Hand sanitizer became a hot commodity when the coronavirus hit. It abruptly disappeared from store shelves, and suddenly, everyone wanted to get their hands on some.
Manufacturers and stores have recovered from panic buying, and hand sanitizer is available again. Infectious disease specialist Carla McWilliams, MD, explains the benefits and drawbacks of hand sanitizer — both now and after the pandemic.
Does hand sanitizer kill the coronavirus?
The active ingredient in hand sanitizer is ethyl alcohol or isopropyl (rubbing) alcohol. These ingredients kill bacteria and viruses — including the coronavirus — by dissolving their protein layer.
But the ingredient alone isn’t enough: It also needs to be the right strength. Check the label to see if it contains at least 60% ethyl alcohol or 70% isopropyl alcohol.
“The alcohol content must be high enough to kill the coronavirus or any other germs,” says Dr. McWilliams. “That’s why I don’t recommend people try to make their own sanitizer. If the alcohol isn’t the right strength, the product won’t disinfect.”
Can I use sanitizer instead of soap and water?
When there’s no soap and water around, hand sanitizer is safe and effective. But whenever possible, you should opt for old-fashioned hand washing.
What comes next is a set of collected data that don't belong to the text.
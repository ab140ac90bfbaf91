//! Pooled, cancellable API client core.
//!
//! # Overview
//! An `ApiContext` hands out one `ApiClient` per base URL, tracks every
//! in-flight request under a monotonic `RequestId`, and injects named auth
//! settings into outgoing requests. The HTTP exchange itself is delegated to a
//! `Transport`, so the crate owns request assembly and lifecycle but never
//! sockets or TLS.
//!
//! # Design
//! - The pool and tracker live in an explicitly owned context rather than in
//!   globals; cloning the context or any client shares them.
//! - `ApiClient::build_request` is pure: it turns an `ApiRequest` into an
//!   `HttpRequest` and can be tested without a network.
//! - `ApiClient::execute` returns the id at once and reports through a
//!   callback; `ApiClient::send` wraps the same path in a future.
//! - Whoever removes a tracker entry first, completion or cancellation,
//!   decides the request's terminal state. A cancelled request never reports.

pub mod auth;
pub mod client;
pub mod config;
pub mod context;
pub mod encoding;
pub mod error;
pub mod http;
pub mod pool;
pub mod request;
pub mod response;
pub mod tracker;
pub mod transport;

pub use auth::{AuthRegistry, AuthScheme, AuthSetting, Credentials, KeyLocation};
pub use client::{ApiClient, PendingResponse};
pub use config::ClientConfig;
pub use context::{ApiContext, LogFilter};
pub use encoding::{escape, select_header_accept, select_header_content_type, CollectionFormat, QueryValue};
pub use error::{ApiError, RESPONSE_OBJECT_KEY};
pub use http::{HttpMethod, HttpRequest, HttpResponse};
pub use request::{ApiRequest, RequestBody};
pub use response::ResponseBody;
pub use tracker::{RequestId, RequestTracker};
pub use transport::Transport;
#[cfg(feature = "ureq-transport")]
pub use transport::UreqTransport;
Here’s why.
Hand sanitizers don’t kill everything
Have you ever noticed that hand sanitizer labels say they kill “99.9% of germs”? That’s because they can’t kill some nasty bugs like Clostridioides difficile (C. diff) and norovirus.
“If you’re around someone who is vomiting or has diarrhea, always use soap and water and scrub for at least 20 seconds,” Dr. McWilliams says. “Washing your hands thoroughly removes all germs. Hand sanitizer can’t do that.”
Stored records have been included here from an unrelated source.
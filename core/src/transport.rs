//! The HTTP transport seam.
//!
//! # Design
//! The client never opens sockets itself. It assembles an `HttpRequest` and
//! hands it to a `Transport`, which owns connections, TLS and timeouts. The
//! returned future is driven inside a task the client spawns, so aborting
//! that task is how a request gets cancelled.

use std::future::Future;

use crate::error::ApiError;
use crate::http::{HttpRequest, HttpResponse};

/// Sends one request and yields its response.
///
/// Error statuses are responses, not errors: only failures that produced no
/// response at all (connection refused, DNS, timeout) map to
/// `ApiError::Transport`.
pub trait Transport: Send + Sync + 'static {
    fn send(&self, request: HttpRequest) -> impl Future<Output = Result<HttpResponse, ApiError>> + Send;
}

#[cfg(feature = "ureq-transport")]
pub use self::blocking::UreqTransport;

#[cfg(feature = "ureq-transport")]
mod blocking {
    use std::time::Duration;

    use ureq::http;

    use super::Transport;
    use crate::error::ApiError;
    use crate::http::{HttpRequest, HttpResponse};

    /// Blocking ureq agent run on tokio's blocking pool.
    ///
    /// Cancelling a request drops the waiting task; the blocking call itself
    /// runs to completion (or timeout) and its result is discarded.
    #[derive(Debug, Clone)]
    pub struct UreqTransport {
        agent: ureq::Agent,
    }

    impl UreqTransport {
        pub fn new(timeout: Option<Duration>) -> Self {
            let agent = ureq::Agent::config_builder()
                .http_status_as_error(false)
                .timeout_global(timeout)
                .build()
                .new_agent();
            Self { agent }
        }
    }

    impl Default for UreqTransport {
        fn default() -> Self {
            Self::new(None)
        }
    }

    impl Transport for UreqTransport {
        async fn send(&self, request: HttpRequest) -> Result<HttpResponse, ApiError> {
            let agent = self.agent.clone();
            tokio::task::spawn_blocking(move || execute(&agent, request))
                .await
                .map_err(|e| ApiError::Transport(format!("transport task failed: {e}")))?
        }
    }

    fn execute(agent: &ureq::Agent, request: HttpRequest) -> Result<HttpResponse, ApiError> {
        let mut builder = http::Request::builder()
            .method(request.method.as_str())
            .uri(request.url.as_str());
        for (name, value) in &request.headers {
            builder = builder.header(name.as_str(), value.as_str());
        }

        let timeout = request.timeout;
        let result = match request.body {
            Some(body) => {
                let req = builder.body(body).map_err(|e| ApiError::Serialization(e.to_string()))?;
                run(agent, req, timeout)
            }
            None => {
                let req = builder.body(()).map_err(|e| ApiError::Serialization(e.to_string()))?;
                run(agent, req, timeout)
            }
        };
        let mut response = result.map_err(|e| ApiError::Transport(e.to_string()))?;

        let status = response.status().as_u16();
        let headers = response
            .headers()
            .iter()
            .filter_map(|(name, value)| {
                value
                    .to_str()
                    .ok()
                    .map(|v| (name.as_str().to_string(), v.to_string()))
            })
            .collect();
        let body = response
            .body_mut()
            .read_to_string()
            .map_err(|e| ApiError::Transport(e.to_string()))?;

        Ok(HttpResponse { status, headers, body })
    }

    fn run<S: ureq::AsSendBody>(
        agent: &ureq::Agent,
        request: http::Request<S>,
        timeout: Option<Duration>,
    ) -> Result<http::Response<ureq::Body>, ureq::Error> {
        let request = match timeout {
            Some(timeout) => agent
                .configure_request(request)
                .timeout_global(Some(timeout))
                .build(),
            None => request,
        };
        agent.run(request)
    }
}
You also need to wash your hands:
- When they are visibly dirty (hand sanitizer doesn’t remove dirt, grease or grime).
- When they feel dirty, even if you can’t see any dirt.
- After using the restroom or changing a diaper.
- Before eating or preparing food.
- After touching animals and their toys, leashes or poop.
- After touching something gross, like a trash can.
- Before and after you visit someone in a hospital or nursing home.
Residue is a don’t
Maybe you used your hand sanitizer a few times during a grocery shopping trip. Do you notice a buildup or film on your hands? If so, head to a sink, stat.
“Hand sanitizers create a film on your hands,” Dr. McWilliams explains. “After you’ve used it several times, the film gets thick enough to trap germs inside, rather than kill them. When your hands feel coated or like there’s a residue, it’s time to wash off that film and start over.”
Why were some hand sanitizers recalled?
You may have seen the news that the Food and Drug Administration (FDA) recalled many hand sanitizer brands. FDA testing found some sanitizers:
- Were contaminated with toxic ingredients like methanol and 1-propanol.
- Didn’t contain enough alcohol to kill germs, even if the label said it had the proper amount.
- Had labels with false, misleading or unproven claims.
Your hand sanitizer may look legit, but the label won’t list toxic ingredients. If you’ve purchased sanitizer since the pandemic began, check the FDA’s hand sanitizer recall list before you use it.
Hand sanitizer shouldn’t look or smell yummy
The FDA also warns people that hand sanitizer packaging should look like, well, hand sanitizer.
Some companies have gotten creative with their packaging and started using containers that look like water bottles, juice bottles and even children’s food pouches. But drinking even a small amount of hand sanitizer can be toxic. Don’t use a product with these confusing packages.
The FDA has also received reports of companies adding food-like scents to sanitizer. You don’t have to use one that smells repulsive but skip the ones that remind you of dessert. Scented sanitizers could be dangerous for young children.
Keep using sanitizer, even after the pandemic
Even though it’s not perfect, hand sanitizer is still a reliable way to get rid of the coronavirus and other nasties when you can’t wash your hands.
“COVID-19 aside, there are all kinds of germs on surfaces — such as the flu, respiratory viruses and bacteria,” Dr. McWilliams says. “Hand hygiene should not go away when COVID does. I hope that the pandemic has taught people how important it is to keep your hands clean.”